**INPUT FOR THIS TASK**
***
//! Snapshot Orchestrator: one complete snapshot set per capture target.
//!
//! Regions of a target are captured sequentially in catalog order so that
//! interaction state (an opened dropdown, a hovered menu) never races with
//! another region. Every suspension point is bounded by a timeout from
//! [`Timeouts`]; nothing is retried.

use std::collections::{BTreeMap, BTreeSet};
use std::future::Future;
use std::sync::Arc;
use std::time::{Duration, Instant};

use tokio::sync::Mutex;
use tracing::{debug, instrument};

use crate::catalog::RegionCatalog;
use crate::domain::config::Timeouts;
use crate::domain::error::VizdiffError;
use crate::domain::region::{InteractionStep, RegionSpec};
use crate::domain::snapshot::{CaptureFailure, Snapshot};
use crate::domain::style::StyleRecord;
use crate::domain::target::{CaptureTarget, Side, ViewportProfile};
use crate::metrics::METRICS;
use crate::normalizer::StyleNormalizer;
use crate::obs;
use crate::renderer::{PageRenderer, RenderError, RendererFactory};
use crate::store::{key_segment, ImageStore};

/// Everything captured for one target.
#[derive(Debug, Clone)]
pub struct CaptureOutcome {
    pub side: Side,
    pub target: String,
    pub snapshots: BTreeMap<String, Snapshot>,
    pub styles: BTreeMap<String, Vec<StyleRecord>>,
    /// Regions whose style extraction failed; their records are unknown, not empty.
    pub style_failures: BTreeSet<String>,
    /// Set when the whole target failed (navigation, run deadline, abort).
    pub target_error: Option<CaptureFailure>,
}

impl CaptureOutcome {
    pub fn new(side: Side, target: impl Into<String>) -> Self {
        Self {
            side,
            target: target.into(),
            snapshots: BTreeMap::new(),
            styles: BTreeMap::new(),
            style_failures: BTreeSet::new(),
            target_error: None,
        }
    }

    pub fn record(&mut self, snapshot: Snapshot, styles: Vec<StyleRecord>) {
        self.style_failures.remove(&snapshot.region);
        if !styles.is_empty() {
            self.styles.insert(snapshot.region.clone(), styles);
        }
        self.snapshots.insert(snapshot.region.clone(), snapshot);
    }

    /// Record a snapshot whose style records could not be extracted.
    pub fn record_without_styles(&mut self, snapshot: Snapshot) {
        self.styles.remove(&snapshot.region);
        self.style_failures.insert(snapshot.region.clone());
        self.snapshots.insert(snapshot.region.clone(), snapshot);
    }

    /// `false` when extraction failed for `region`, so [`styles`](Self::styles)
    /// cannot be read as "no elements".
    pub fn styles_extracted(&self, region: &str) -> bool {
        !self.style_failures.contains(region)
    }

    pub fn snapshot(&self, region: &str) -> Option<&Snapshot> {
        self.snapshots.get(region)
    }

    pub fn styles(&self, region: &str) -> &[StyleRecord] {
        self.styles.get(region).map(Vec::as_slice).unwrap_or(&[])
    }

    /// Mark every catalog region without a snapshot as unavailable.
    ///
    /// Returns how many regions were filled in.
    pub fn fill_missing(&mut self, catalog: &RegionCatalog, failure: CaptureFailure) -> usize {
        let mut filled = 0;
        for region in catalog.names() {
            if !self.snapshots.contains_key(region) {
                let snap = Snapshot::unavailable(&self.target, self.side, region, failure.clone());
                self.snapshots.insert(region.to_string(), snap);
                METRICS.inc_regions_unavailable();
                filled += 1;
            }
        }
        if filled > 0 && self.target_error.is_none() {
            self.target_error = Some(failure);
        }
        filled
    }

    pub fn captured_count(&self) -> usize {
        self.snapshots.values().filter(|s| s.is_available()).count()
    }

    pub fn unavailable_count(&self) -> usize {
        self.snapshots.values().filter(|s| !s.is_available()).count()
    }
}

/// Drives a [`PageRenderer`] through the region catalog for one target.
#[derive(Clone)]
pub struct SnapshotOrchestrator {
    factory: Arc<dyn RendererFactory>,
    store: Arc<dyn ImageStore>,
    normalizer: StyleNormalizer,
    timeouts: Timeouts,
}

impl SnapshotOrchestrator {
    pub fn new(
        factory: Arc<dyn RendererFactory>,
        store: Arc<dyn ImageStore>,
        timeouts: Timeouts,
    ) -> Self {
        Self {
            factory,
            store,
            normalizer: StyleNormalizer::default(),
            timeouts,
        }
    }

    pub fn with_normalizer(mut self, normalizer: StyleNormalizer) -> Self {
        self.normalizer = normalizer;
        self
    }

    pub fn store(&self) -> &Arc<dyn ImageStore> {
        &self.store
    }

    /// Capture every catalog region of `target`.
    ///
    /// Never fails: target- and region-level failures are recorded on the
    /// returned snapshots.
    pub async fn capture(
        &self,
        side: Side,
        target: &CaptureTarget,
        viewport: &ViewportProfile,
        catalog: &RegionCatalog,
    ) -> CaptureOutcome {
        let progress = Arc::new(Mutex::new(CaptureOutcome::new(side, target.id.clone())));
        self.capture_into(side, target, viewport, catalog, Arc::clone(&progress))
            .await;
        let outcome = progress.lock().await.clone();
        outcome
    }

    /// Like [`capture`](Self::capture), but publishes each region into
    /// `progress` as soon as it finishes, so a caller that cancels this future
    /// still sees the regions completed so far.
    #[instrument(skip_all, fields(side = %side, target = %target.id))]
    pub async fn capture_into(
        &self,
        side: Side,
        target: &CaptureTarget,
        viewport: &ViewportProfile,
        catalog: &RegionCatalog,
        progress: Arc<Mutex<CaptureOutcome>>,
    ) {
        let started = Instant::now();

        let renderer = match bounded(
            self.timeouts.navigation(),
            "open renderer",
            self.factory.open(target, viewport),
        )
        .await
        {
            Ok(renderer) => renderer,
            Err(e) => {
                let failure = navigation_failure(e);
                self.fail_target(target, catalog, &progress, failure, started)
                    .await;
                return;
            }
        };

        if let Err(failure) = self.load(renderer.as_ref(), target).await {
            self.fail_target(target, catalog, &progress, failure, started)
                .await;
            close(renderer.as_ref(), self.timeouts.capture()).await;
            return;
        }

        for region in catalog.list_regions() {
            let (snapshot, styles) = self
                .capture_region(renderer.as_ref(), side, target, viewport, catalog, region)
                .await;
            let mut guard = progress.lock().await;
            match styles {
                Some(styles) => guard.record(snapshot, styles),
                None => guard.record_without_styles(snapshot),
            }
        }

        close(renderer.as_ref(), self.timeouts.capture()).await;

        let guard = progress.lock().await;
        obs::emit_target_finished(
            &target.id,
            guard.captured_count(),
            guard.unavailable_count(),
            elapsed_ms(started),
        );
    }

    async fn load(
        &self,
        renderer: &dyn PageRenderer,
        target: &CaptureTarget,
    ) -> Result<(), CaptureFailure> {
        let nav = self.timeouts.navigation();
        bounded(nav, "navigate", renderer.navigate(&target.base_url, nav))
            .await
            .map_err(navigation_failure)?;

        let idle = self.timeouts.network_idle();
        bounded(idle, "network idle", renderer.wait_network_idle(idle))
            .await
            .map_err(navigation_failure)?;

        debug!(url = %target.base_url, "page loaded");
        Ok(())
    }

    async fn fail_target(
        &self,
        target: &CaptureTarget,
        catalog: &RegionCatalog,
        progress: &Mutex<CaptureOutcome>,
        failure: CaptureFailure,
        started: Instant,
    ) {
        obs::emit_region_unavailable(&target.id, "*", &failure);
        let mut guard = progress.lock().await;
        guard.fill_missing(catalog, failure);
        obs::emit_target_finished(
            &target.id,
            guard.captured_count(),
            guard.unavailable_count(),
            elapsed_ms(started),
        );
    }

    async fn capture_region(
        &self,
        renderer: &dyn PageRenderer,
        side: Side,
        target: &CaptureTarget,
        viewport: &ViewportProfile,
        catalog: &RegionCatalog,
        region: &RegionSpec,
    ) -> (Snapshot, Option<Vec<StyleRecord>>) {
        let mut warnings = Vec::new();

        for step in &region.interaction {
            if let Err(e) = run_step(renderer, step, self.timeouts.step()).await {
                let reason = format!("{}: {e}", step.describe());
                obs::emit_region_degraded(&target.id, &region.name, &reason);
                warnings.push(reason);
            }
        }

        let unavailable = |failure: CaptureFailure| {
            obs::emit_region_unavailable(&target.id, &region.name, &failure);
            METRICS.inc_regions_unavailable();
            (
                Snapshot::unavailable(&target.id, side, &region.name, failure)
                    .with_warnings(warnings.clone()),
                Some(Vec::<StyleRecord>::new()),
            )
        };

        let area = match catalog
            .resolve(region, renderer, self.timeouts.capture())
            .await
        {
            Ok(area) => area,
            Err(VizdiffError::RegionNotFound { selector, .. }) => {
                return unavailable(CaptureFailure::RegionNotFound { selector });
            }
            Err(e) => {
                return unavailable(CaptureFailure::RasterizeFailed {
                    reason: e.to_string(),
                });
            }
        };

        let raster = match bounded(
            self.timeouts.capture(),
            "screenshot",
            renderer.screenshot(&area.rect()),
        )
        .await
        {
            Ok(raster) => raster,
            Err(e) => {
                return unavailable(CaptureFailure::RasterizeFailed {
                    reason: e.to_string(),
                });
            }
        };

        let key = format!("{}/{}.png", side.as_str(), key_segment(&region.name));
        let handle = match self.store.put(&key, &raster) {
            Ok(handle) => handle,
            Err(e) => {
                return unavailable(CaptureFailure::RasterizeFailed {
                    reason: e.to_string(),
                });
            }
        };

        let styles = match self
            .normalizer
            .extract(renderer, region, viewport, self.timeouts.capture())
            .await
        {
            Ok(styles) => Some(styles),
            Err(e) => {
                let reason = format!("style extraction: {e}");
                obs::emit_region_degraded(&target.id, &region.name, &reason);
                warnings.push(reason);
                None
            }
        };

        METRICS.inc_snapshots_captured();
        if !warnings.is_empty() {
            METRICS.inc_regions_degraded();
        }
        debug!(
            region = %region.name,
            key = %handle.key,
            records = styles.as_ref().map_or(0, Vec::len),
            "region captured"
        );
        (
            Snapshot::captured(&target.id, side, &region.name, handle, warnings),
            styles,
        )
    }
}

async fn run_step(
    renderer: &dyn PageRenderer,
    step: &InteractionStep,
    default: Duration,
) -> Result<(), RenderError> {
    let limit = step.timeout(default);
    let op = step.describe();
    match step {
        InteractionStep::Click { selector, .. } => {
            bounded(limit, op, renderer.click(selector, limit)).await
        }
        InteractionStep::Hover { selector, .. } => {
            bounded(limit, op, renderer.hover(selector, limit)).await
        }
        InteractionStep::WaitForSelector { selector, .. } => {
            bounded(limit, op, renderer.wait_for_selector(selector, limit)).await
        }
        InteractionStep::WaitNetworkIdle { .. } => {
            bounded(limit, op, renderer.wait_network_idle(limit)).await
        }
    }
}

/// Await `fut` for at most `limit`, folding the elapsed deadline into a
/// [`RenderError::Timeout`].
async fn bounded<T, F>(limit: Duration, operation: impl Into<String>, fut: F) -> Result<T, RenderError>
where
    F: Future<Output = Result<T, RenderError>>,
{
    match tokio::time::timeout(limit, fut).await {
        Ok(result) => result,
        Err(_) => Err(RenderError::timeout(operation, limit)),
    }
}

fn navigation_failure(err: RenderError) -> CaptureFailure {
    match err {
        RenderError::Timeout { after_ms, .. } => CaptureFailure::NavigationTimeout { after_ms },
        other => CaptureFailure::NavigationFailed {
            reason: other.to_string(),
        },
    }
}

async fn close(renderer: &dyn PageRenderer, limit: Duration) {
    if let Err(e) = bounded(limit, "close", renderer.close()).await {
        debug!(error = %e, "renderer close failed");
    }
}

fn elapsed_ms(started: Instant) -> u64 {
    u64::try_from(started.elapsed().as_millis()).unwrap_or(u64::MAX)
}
***
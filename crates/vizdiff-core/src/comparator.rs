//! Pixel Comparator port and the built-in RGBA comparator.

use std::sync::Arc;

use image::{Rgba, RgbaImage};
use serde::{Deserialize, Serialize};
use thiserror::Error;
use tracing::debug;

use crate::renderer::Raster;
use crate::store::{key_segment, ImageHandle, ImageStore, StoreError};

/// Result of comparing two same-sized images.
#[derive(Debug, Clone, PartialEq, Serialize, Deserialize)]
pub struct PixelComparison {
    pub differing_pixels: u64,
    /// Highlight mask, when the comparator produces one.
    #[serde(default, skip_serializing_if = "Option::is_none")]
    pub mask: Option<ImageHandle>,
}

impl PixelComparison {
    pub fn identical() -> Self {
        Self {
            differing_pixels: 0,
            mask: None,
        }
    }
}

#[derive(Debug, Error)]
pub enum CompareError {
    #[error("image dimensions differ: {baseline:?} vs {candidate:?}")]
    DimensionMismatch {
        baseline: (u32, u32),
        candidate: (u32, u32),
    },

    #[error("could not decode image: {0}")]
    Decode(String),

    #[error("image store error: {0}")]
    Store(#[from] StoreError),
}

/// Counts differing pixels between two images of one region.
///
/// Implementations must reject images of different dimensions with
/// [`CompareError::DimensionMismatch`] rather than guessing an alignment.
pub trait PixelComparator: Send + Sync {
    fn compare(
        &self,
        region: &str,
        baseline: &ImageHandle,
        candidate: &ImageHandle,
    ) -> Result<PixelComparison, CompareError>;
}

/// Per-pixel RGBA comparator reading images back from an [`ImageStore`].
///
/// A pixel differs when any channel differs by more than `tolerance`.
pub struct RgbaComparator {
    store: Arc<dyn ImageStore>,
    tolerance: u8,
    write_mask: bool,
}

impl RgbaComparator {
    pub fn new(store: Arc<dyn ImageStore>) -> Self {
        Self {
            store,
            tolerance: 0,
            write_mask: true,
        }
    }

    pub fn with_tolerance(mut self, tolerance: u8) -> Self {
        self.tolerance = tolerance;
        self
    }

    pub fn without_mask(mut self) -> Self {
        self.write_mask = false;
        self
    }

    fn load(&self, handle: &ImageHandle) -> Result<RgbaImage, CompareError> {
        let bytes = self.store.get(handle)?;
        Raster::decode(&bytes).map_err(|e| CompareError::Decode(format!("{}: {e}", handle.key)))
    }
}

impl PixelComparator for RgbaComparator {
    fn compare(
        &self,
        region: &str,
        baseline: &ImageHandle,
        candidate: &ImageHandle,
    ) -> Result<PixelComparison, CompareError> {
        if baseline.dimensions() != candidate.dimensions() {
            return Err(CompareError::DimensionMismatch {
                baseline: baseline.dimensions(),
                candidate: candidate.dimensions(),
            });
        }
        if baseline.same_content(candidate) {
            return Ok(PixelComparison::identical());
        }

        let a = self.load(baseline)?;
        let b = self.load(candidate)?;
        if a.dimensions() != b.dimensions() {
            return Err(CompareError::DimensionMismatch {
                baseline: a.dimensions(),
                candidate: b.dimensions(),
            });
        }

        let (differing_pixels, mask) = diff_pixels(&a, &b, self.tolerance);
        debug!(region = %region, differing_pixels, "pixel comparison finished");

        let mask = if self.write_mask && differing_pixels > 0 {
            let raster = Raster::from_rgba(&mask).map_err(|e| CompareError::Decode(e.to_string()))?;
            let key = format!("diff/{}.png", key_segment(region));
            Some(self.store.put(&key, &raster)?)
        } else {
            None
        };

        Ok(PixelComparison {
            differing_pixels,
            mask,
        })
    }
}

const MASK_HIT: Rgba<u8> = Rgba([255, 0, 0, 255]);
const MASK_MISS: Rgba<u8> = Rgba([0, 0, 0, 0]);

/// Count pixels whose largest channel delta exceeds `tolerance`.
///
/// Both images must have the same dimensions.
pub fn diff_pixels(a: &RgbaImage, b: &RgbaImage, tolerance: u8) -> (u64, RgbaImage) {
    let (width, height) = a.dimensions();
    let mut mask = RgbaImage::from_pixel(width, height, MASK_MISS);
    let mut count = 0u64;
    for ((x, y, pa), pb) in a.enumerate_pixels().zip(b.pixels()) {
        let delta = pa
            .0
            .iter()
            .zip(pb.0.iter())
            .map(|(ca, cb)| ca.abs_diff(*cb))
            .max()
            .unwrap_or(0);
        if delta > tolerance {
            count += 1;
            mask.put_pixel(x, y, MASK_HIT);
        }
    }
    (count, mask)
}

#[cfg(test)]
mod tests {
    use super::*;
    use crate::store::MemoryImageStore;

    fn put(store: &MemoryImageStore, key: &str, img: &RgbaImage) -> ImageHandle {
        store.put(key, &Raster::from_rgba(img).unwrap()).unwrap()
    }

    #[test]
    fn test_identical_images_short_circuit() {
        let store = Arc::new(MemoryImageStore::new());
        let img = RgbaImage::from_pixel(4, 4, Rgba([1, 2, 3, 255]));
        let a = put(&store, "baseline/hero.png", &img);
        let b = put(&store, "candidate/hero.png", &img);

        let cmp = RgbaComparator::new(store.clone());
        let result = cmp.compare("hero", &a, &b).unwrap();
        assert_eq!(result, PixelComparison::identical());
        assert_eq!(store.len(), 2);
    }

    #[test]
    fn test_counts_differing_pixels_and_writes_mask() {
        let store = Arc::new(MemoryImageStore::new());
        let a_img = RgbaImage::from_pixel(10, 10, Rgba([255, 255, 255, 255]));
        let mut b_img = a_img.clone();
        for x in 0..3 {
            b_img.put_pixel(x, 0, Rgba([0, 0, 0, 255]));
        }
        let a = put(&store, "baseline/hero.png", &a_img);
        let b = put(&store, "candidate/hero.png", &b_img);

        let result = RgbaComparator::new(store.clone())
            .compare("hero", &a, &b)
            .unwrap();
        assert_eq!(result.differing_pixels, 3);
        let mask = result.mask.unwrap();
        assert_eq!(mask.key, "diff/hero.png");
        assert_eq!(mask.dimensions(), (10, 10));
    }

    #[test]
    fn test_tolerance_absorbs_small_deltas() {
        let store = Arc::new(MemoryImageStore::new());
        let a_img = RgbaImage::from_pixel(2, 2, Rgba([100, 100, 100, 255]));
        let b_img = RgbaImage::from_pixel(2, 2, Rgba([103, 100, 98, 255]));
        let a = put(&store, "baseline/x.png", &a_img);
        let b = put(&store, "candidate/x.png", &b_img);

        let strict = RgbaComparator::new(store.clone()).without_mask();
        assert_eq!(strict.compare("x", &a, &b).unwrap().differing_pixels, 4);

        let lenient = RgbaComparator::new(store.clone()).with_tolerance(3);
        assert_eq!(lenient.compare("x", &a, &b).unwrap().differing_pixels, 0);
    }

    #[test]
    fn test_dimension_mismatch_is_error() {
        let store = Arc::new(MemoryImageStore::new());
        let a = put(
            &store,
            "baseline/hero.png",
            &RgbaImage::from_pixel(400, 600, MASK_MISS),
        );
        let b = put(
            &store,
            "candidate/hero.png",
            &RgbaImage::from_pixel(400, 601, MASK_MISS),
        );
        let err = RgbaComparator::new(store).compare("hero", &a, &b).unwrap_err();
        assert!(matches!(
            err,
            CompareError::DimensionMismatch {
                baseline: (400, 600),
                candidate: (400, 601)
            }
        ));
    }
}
***
**PROBLEM DESCRIPTION**
Your answer should be the lines of the listing above between the line holding "order so that" and the line holding "use crate::domain::error::VizdiffError;", inclusive, restated word for word and alone.

**WRITTEN ANSWER**
//! Regions of a target are captured sequentially in catalog order so that
//! interaction state (an opened dropdown, a hovered menu) never races with
//! another region. Every suspension point is bounded by a timeout from
//! [`Timeouts`]; nothing is retried.

use std::collections::{BTreeMap, BTreeSet};
use std::future::Future;
use std::sync::Arc;
use std::time::{Duration, Instant};

use tokio::sync::Mutex;
use tracing::{debug, instrument};

use crate::catalog::RegionCatalog;
use crate::domain::config::Timeouts;
use crate::domain::error::VizdiffError;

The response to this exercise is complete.